McMillan & Wife: Season 3 $39.98
Cougars, Inc. $26.98/ Blu-ray $29.99
Bhutto $27.95

Michelle Williams and Ryan Gosling give fearless performances in "Blue Valentine," a gritty and uncompromising exploration of a contemporary relationship. The film shifts between two periods of the couple's time together - the beginning of the romance, when Dean (Gosling) and Cindy (Williams) meet, to a few years later, when they are married, facing money worries and are parents of a young girl (Faith Wladyka).

Dean is a bit of a dreamer who carries a ukulele around, happy to have someone to love. While a worker and provider, he has little ambition, which begins to bother his wife. And so after six years together, he and Cindy, a nurse trying to get a promotion, find themselves moving in different directions.

The film, which took 12 years for writer-director Derek Cianfrance to bring to the screen, is too shifting in focus to be engrossing, though there are some moments between the actors that are riveting.

Falling in and out of love can be an inarticulate and inconsistent experience in real life, but translating that to the screen doesn't necessarily ring true.

Second-string comedy

Ivan Reitman's "No Strings Attached" tries to be an adult romantic comedy.

It stars Natalie Portman - who seems to have made about 50 movies before she went on maternity leave (and won an Oscar) - as Emma, a Los Angeles doctor who works emergency room rotations. Ashton Kutcher is a television writer, whom she is attracted

to. Neither wants to commit to an emotional relationship, so they settle on a sexual one, which is captured in a montage in this R-rated film.
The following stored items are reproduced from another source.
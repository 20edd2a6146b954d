use log::{debug, info};
use rand::Rng;
use serde::Serialize;

use crate::config::ChanceTiming;
use crate::timing::{Machine, Step, Timeline};

/// Rolls are drawn from `0..ROLL_RANGE`.
pub const ROLL_RANGE: u32 = 100;

#[derive(Debug, Clone, Copy, PartialEq, Eq, PartialOrd, Ord, Serialize)]
#[serde(rename_all = "lowercase")]
pub enum Stage {
    Intro,
    Countdown,
    Animation,
    Result,
}

#[derive(Debug, Clone, Copy, PartialEq, Eq, Serialize)]
#[serde(rename_all = "lowercase")]
pub enum Outcome {
    Goal,
    Miss,
}

impl Outcome {
    /// Even rolls score. Over `0..100` that is an even split.
    pub fn from_roll(roll: u32) -> Self {
        if roll % 2 == 0 {
            Outcome::Goal
        } else {
            Outcome::Miss
        }
    }
}

/// One run of the "test your chance" mini-game.
#[derive(Debug, Clone, PartialEq, Eq, Serialize)]
#[serde(rename_all = "camelCase")]
pub struct ChanceEvent {
    pub id: u64,
    pub is_goal: bool,
    pub stage: Stage,
    #[serde(skip_serializing_if = "Option::is_none")]
    pub countdown: Option<u8>,
    #[serde(skip_serializing_if = "Option::is_none")]
    pub result: Option<Outcome>,
}

impl ChanceEvent {
    fn new(id: u64, outcome: Outcome) -> Self {
        Self {
            id,
            is_goal: outcome == Outcome::Goal,
            stage: Stage::Intro,
            countdown: None,
            result: None,
        }
    }

    pub fn outcome(&self) -> Outcome {
        if self.is_goal {
            Outcome::Goal
        } else {
            Outcome::Miss
        }
    }
}

/// Source of rolls in `0..ROLL_RANGE`.
pub trait RollSource {
    fn roll(&mut self) -> u32;
}

/// Rolls from the thread-local RNG (`crypto.getRandomValues` in the browser).
#[derive(Debug, Default, Clone, Copy)]
pub struct ThreadRoll;

impl RollSource for ThreadRoll {
    fn roll(&mut self) -> u32 {
        rand::thread_rng().gen_range(0..ROLL_RANGE)
    }
}

#[derive(Debug, Clone, Copy, PartialEq, Eq)]
pub enum ChanceStep {
    StartCountdown(u8),
    Tick(u8),
    Animate,
    Reveal,
    Remove,
}

fn chance_timeline(timing: &ChanceTiming) -> Timeline<ChanceStep> {
    let mut steps = vec![Step::new(
        timing.intro_ms,
        ChanceStep::StartCountdown(timing.countdown_from),
    )];
    steps.extend(
        (0..timing.countdown_from)
            .rev()
            .map(|n| Step::new(timing.countdown_tick_ms, ChanceStep::Tick(n))),
    );
    steps.push(Step::new(timing.pre_animation_ms, ChanceStep::Animate));
    steps.push(Step::new(timing.animation_ms, ChanceStep::Reveal));
    steps.push(Step::new(timing.result_ms, ChanceStep::Remove));
    Timeline::once(steps)
}

/// Runs at most one [`ChanceEvent`] at a time.
///
/// `trigger` is ignored while a run is live; the run ends by removing its
/// event, which re-enables `trigger`.
pub struct ChanceSequence {
    timing: ChanceTiming,
    rolls: Box<dyn RollSource>,
    next_id: u64,
    is_active: bool,
    events: Vec<ChanceEvent>,
    timeline: Option<Timeline<ChanceStep>>,
}

impl ChanceSequence {
    pub fn new(timing: ChanceTiming, rolls: impl RollSource + 'static) -> Self {
        Self {
            timing,
            rolls: Box::new(rolls),
            next_id: 0,
            is_active: false,
            events: Vec::new(),
            timeline: None,
        }
    }

    /// Starts a run and returns its id, or `None` if one is already live.
    pub fn trigger(&mut self) -> Option<u64> {
        if self.is_active {
            debug!("chance trigger ignored, a run is already live");
            return None;
        }
        self.is_active = true;

        let roll = self.rolls.roll();
        let outcome = Outcome::from_roll(roll);
        let id = self.next_id;
        self.next_id += 1;

        self.events.push(ChanceEvent::new(id, outcome));
        self.timeline = Some(chance_timeline(&self.timing));
        info!("chance #{} started (roll {} -> {:?})", id, roll, outcome);
        Some(id)
    }

    pub fn is_active(&self) -> bool {
        self.is_active
    }

    pub fn events(&self) -> &[ChanceEvent] {
        &self.events
    }

    pub fn current(&self) -> Option<&ChanceEvent> {
        self.events.last()
    }
}

impl Machine for ChanceSequence {
    type Transition = ChanceStep;

    fn next_step(&mut self) -> Option<Step<ChanceStep>> {
        self.timeline.as_mut().and_then(Timeline::advance)
    }

    fn apply(&mut self, step: ChanceStep) {
        if step == ChanceStep::Remove {
            if let Some(event) = self.events.pop() {
                info!("chance #{} finished: {:?}", event.id, event.outcome());
            }
            self.events.clear();
            self.timeline = None;
            self.is_active = false;
            return;
        }

        let Some(event) = self.events.last_mut() else {
            return;
        };
        match step {
            ChanceStep::StartCountdown(n) => {
                event.stage = Stage::Countdown;
                event.countdown = Some(n);
            }
            ChanceStep::Tick(n) => event.countdown = Some(n),
            ChanceStep::Animate => {
                event.stage = Stage::Animation;
                event.countdown = None;
            }
            ChanceStep::Reveal => {
                event.stage = Stage::Result;
                event.result = Some(event.outcome());
            }
            ChanceStep::Remove => {}
        }
        if let Ok(json) = serde_json::to_string(&*event) {
            debug!("chance {}", json);
        }
    }
}

#[cfg(test)]
mod tests {
    use std::cell::RefCell;
    use std::collections::VecDeque;
    use std::rc::Rc;

    use super::*;
    use crate::timing::{Driver, VirtualClock};

    type Snapshots = Rc<RefCell<Vec<(u64, Vec<ChanceEvent>)>>>;

    struct Scripted(VecDeque<u32>);

    impl RollSource for Scripted {
        fn roll(&mut self) -> u32 {
            self.0.pop_front().unwrap_or(0)
        }
    }

    fn scripted(rolls: &[u32]) -> Scripted {
        Scripted(rolls.iter().copied().collect())
    }

    fn running(rolls: &[u32]) -> (VirtualClock, Driver<ChanceSequence, VirtualClock>, Snapshots) {
        let clock = VirtualClock::new();
        let snapshots: Snapshots = Rc::new(RefCell::new(Vec::new()));
        let sink = snapshots.clone();
        let now = clock.clone();
        let driver = Driver::start(
            ChanceSequence::new(ChanceTiming::default(), scripted(rolls)),
            clock.clone(),
            move |seq| sink.borrow_mut().push((now.now(), seq.events().to_vec())),
        );
        (clock, driver, snapshots)
    }

    fn trigger(driver: &Driver<ChanceSequence, VirtualClock>) -> bool {
        driver.update(|seq| seq.trigger().is_some())
    }

    #[test]
    fn even_roll_plays_the_goal_timeline() {
        let (clock, driver, snapshots) = running(&[4]);
        assert!(trigger(&driver));
        clock.advance_to(60_000);

        let seen: Vec<(u64, Option<Stage>, Option<u8>, Option<Outcome>)> = snapshots
            .borrow()
            .iter()
            .map(|(t, events)| {
                let e = events.first();
                (*t, e.map(|e| e.stage), e.and_then(|e| e.countdown), e.and_then(|e| e.result))
            })
            .collect();

        assert_eq!(
            seen,
            vec![
                (0, Some(Stage::Intro), None, None),
                (2_500, Some(Stage::Countdown), Some(3), None),
                (3_500, Some(Stage::Countdown), Some(2), None),
                (4_500, Some(Stage::Countdown), Some(1), None),
                (5_500, Some(Stage::Countdown), Some(0), None),
                (6_000, Some(Stage::Animation), None, None),
                (8_500, Some(Stage::Result), None, Some(Outcome::Goal)),
                (11_000, None, None, None),
            ]
        );
        assert!(!driver.inspect(ChanceSequence::is_active));
        assert_eq!(clock.pending(), 0);
    }

    #[test]
    fn odd_roll_ends_in_a_miss() {
        let (clock, driver, snapshots) = running(&[37]);
        trigger(&driver);
        clock.advance_to(8_500);

        let last = snapshots.borrow().last().cloned().expect("snapshots");
        assert!(!last.1[0].is_goal);
        assert_eq!(last.1[0].result, Some(Outcome::Miss));
    }

    #[test]
    fn result_never_drifts_from_the_initial_draw() {
        for roll in 0..ROLL_RANGE {
            let (clock, driver, snapshots) = running(&[roll]);
            trigger(&driver);
            clock.advance_to(11_000);

            let snapshots = snapshots.borrow();
            let is_goal = snapshots[0].1[0].is_goal;
            assert_eq!(is_goal, roll % 2 == 0);
            for (_, events) in snapshots.iter() {
                for event in events {
                    assert_eq!(event.is_goal, is_goal);
                    if let Some(result) = event.result {
                        assert_eq!(result == Outcome::Goal, is_goal);
                    }
                }
            }
        }
    }

    #[test]
    fn countdown_shows_three_two_one_zero_exactly() {
        let (clock, driver, snapshots) = running(&[1]);
        trigger(&driver);
        clock.advance_to(11_000);

        let mut shown: Vec<u8> = snapshots
            .borrow()
            .iter()
            .filter_map(|(_, events)| events.first().and_then(|e| e.countdown))
            .collect();
        shown.dedup();
        assert_eq!(shown, vec![3, 2, 1, 0]);
    }

    #[test]
    fn stages_only_move_forward() {
        let (clock, driver, snapshots) = running(&[2]);
        trigger(&driver);
        clock.advance_to(11_000);

        let stages: Vec<Stage> = snapshots
            .borrow()
            .iter()
            .filter_map(|(_, events)| events.first().map(|e| e.stage))
            .collect();
        assert!(stages.windows(2).all(|w| w[0] <= w[1]));
    }

    #[test]
    fn retrigger_while_live_is_ignored() {
        let (clock, driver, snapshots) = running(&[4, 5]);
        assert!(trigger(&driver));
        assert!(!trigger(&driver));

        for t in [1_000, 2_600, 5_000, 7_000, 9_000, 10_999] {
            clock.advance_to(t);
            assert!(!trigger(&driver), "at t={}ms", t);
            assert_eq!(driver.inspect(|s| s.events().len()), 1);
            assert_eq!(driver.inspect(|s| s.current().map(|e| e.id)), Some(0));
        }

        clock.advance_to(11_000);
        let timeline: Vec<u64> = snapshots.borrow().iter().map(|(t, _)| *t).collect();
        assert_eq!(
            timeline,
            vec![0, 2_500, 3_500, 4_500, 5_500, 6_000, 8_500, 11_000]
        );
    }

    #[test]
    fn trigger_works_again_right_after_removal() {
        let (clock, driver, _) = running(&[4, 5]);
        trigger(&driver);
        clock.advance_to(11_000);

        assert!(trigger(&driver));
        let event = driver.inspect(|s| s.current().cloned()).expect("second run");
        assert_eq!(event.id, 1);
        assert!(!event.is_goal);
        assert_eq!(event.stage, Stage::Intro);
        assert!(driver.inspect(ChanceSequence::is_active));
    }

    #[test]
    fn teardown_mid_countdown_stops_everything() {
        let (clock, driver, snapshots) = running(&[4]);
        trigger(&driver);
        clock.advance_to(3_000);
        let seen = snapshots.borrow().len();

        drop(driver);
        clock.advance_to(60_000);

        assert_eq!(snapshots.borrow().len(), seen);
        assert_eq!(clock.pending(), 0);
    }

    #[test]
    fn events_serialize_like_the_page_expects() {
        let mut event = ChanceEvent::new(7, Outcome::Goal);
        event.stage = Stage::Countdown;
        event.countdown = Some(2);

        let json = serde_json::to_value(&event).expect("serializable");
        assert_eq!(
            json,
            serde_json::json!({"id": 7, "isGoal": true, "stage": "countdown", "countdown": 2})
        );
    }

    #[test]
    fn custom_countdown_length_is_respected() {
        let timing = ChanceTiming {
            countdown_from: 5,
            ..ChanceTiming::default()
        };
        let ticks: Vec<ChanceStep> = {
            let mut timeline = chance_timeline(&timing);
            std::iter::from_fn(|| timeline.advance()).map(|s| s.transition).collect()
        };
        assert_eq!(ticks[0], ChanceStep::StartCountdown(5));
        assert_eq!(
            &ticks[1..6],
            &[
                ChanceStep::Tick(4),
                ChanceStep::Tick(3),
                ChanceStep::Tick(2),
                ChanceStep::Tick(1),
                ChanceStep::Tick(0)
            ]
        );
        assert_eq!(ticks.last(), Some(&ChanceStep::Remove));
    }

    #[test]
    fn thread_roll_stays_in_range() {
        let mut rolls = ThreadRoll;
        assert!((0..500).map(|_| rolls.roll()).all(|r| r < ROLL_RANGE));
    }
}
But there will be strings - eventually. Reitman ("Ghostbusters," "Dave") has made some funny movies, and "No Strings" has got enough laughs to make it passable. But it lacks the maturity it needs to make it interesting enough for the rating.

Got Bieber fever?

Backstage at the Grammys, teen star Justin Bieber showed himself to be a pretty charming young man, which I'm sure his fan base of teen girls already knows. The 105-minute documentary "Justin Bieber: Never Say Never" is half concert film and half get to know the Bieb. I'm sure that works just fine for his fans.

Daniels goes 'Wild'

Jeff Daniels, currently starring in "God of Carnage" at the Ahmanson Theatre, got on everyone's radar 25 years ago in Jonathan Demme's very smart and weirdly funny comedy "Something Wild." Daniels plays Charlie, a young executive rebelling against his buttoned-up life by doing things like sneaking out on a lunch tab. This little indiscretion catches the eye of Audrey (Melanie Griffith), a free spirit with a Louise Brooks haircut who even calls herself Lulu. She then lures him on a wild road adventure with lots of crazy sex, crazy encounters and dangers, the last involving Audrey's psycho ex-boyfriend Ray (Ray Liotta), who is fresh out of prison.

Criterion has a newly restored version of "Something Wild" supervised by its cinematographer, Tak Fujimoto. The disc includes new interviews with Demme and writer E. Max Frye, plus a booklet featuring an essay by film critic David Thomson.